» Task prompt
Output only the lines from the start of the entries through the line holding "order, append order". Each line must match the original exactly.
- - - -
// ABOUTME: Append-only in-memory event log with monotonic ids and linear-scan queries.
// ABOUTME: Provides append, lookup by id or name, clear, and a plain-text summary writer.

use std::io::{self, Write};

use chrono::Utc;
use serde::Serialize;
use serde_json::Value;
use thiserror::Error;

use crate::event::{Event, EventData};

/// Width of the dashed separator printed under the summary header.
pub const SEPARATOR_WIDTH: usize = 50;

/// Errors from the typed append helpers. The plain `append` never fails.
#[derive(Debug, Error)]
pub enum LogError {
    #[error("event data must be a JSON object, got {0}")]
    NotAnObject(&'static str),

    #[error("json error: {0}")]
    Json(#[from] serde_json::Error),
}

/// An ordered, in-memory collection of events. Insertion order, append order
/// and id order are the same thing. Not internally synchronized.
#[derive(Debug, Clone)]
pub struct EventLog {
    events: Vec<Event>,
    next_id: u64,
}

impl Default for EventLog {
    fn default() -> Self {
        Self {
            events: Vec::new(),
            next_id: 1,
        }
    }
}

impl EventLog {
    /// Create an empty log whose first event will receive id 1.
    pub fn new() -> Self {
        Self::default()
    }

    /// Store a new event, stamping it with the next id and the current time.
    /// The returned reference borrows the log, so the event cannot change
    /// while the caller holds it; clone it to keep an owned copy.
    pub fn append(&mut self, name: impl Into<String>, data: EventData) -> &Event {
        let event = Event {
            id: self.next_id,
            name: name.into(),
            timestamp: Utc::now(),
            data,
        };
        self.next_id += 1;

        tracing::debug!("appended event {} ({})", event.id, event.name);

        let idx = self.events.len();
        self.events.push(event);
        &self.events[idx]
    }

    /// Append with data given as an arbitrary JSON value. Only objects are
    /// accepted; a rejected value does not consume an id.
    pub fn append_value(
        &mut self,
        name: impl Into<String>,
        data: Value,
    ) -> Result<&Event, LogError> {
        match data {
            Value::Object(map) => Ok(self.append(name, map)),
            other => {
                let kind = json_kind(&other);
                tracing::debug!("rejected event data of kind {}", kind);
                Err(LogError::NotAnObject(kind))
            }
        }
    }

    /// Append with data taken from any serializable payload that renders as
    /// a JSON object (typically a struct or map).
    pub fn append_serialized<T: Serialize>(
        &mut self,
        name: impl Into<String>,
        data: &T,
    ) -> Result<&Event, LogError> {
        let value = serde_json::to_value(data)?;
        self.append_value(name, value)
    }

    /// Look up an event by id. Returns `None` for ids never issued or
    /// discarded by `clear`.
    pub fn get_by_id(&self, id: u64) -> Option<&Event> {
        self.events.iter().find(|e| e.id == id)
    }

    /// All events whose name is byte-equal to `name`, in append order.
    pub fn find_by_name(&self, name: &str) -> Vec<&Event> {
        self.events.iter().filter(|e| e.name == name).collect()
    }

    pub fn count(&self) -> usize {
        self.events.len()
    }

    pub fn is_empty(&self) -> bool {
        self.events.is_empty()
    }

    /// The id the next appended event will receive.
    pub fn next_id(&self) -> u64 {
        self.next_id
    }

    pub fn events(&self) -> &[Event] {
        &self.events
    }

    pub fn iter(&self) -> impl Iterator<Item = &Event> {
        self.events.iter()
    }

    /// Discard every event and restart id allocation at 1.
    pub fn clear(&mut self) {
        let discarded = self.events.len();
        self.events.clear();
        self.next_id = 1;
        tracing::info!("cleared event log, discarded {} events", discarded);
    }

    /// Write the total count, a dashed separator, then one summary line per
    /// event in append order.
    pub fn write_summary<W: Write>(&self, out: &mut W) -> io::Result<()> {
        writeln!(out, "Total Events: {}", self.events.len())?;
        writeln!(out, "{}", "-".repeat(SEPARATOR_WIDTH))?;
        for event in &self.events {
            writeln!(out, "{}", event.summary_line())?;
        }
        Ok(())
    }

    /// Write the summary to standard output.
    pub fn print_summary(&self) -> io::Result<()> {
        let stdout = io::stdout();
        let mut handle = stdout.lock();
        self.write_summary(&mut handle)?;
        handle.flush()
    }
}

impl<'a> IntoIterator for &'a EventLog {
    type Item = &'a Event;
    type IntoIter = std::slice::Iter<'a, Event>;

    fn into_iter(self) -> Self::IntoIter {
        self.events.iter()
    }
}

fn json_kind(value: &Value) -> &'static str {
    match value {
        Value::Null => "null",
        Value::Bool(_) => "boolean",
        Value::Number(_) => "number",
        Value::String(_) => "string",
        Value::Array(_) => "array",
        Value::Object(_) => "object",
    }
}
- - - -
» Written response
// ABOUTME: Append-only in-memory event log with monotonic ids and linear-scan queries.
// ABOUTME: Provides append, lookup by id or name, clear, and a plain-text summary writer.

use std::io::{self, Write};

use chrono::Utc;
use serde::Serialize;
use serde_json::Value;
use thiserror::Error;

use crate::event::{Event, EventData};

/// Width of the dashed separator printed under the summary header.
pub const SEPARATOR_WIDTH: usize = 50;

/// Errors from the typed append helpers. The plain `append` never fails.
#[derive(Debug, Error)]
pub enum LogError {
    #[error("event data must be a JSON object, got {0}")]
    NotAnObject(&'static str),

    #[error("json error: {0}")]
    Json(#[from] serde_json::Error),
}

/// An ordered, in-memory collection of events. Insertion order, append order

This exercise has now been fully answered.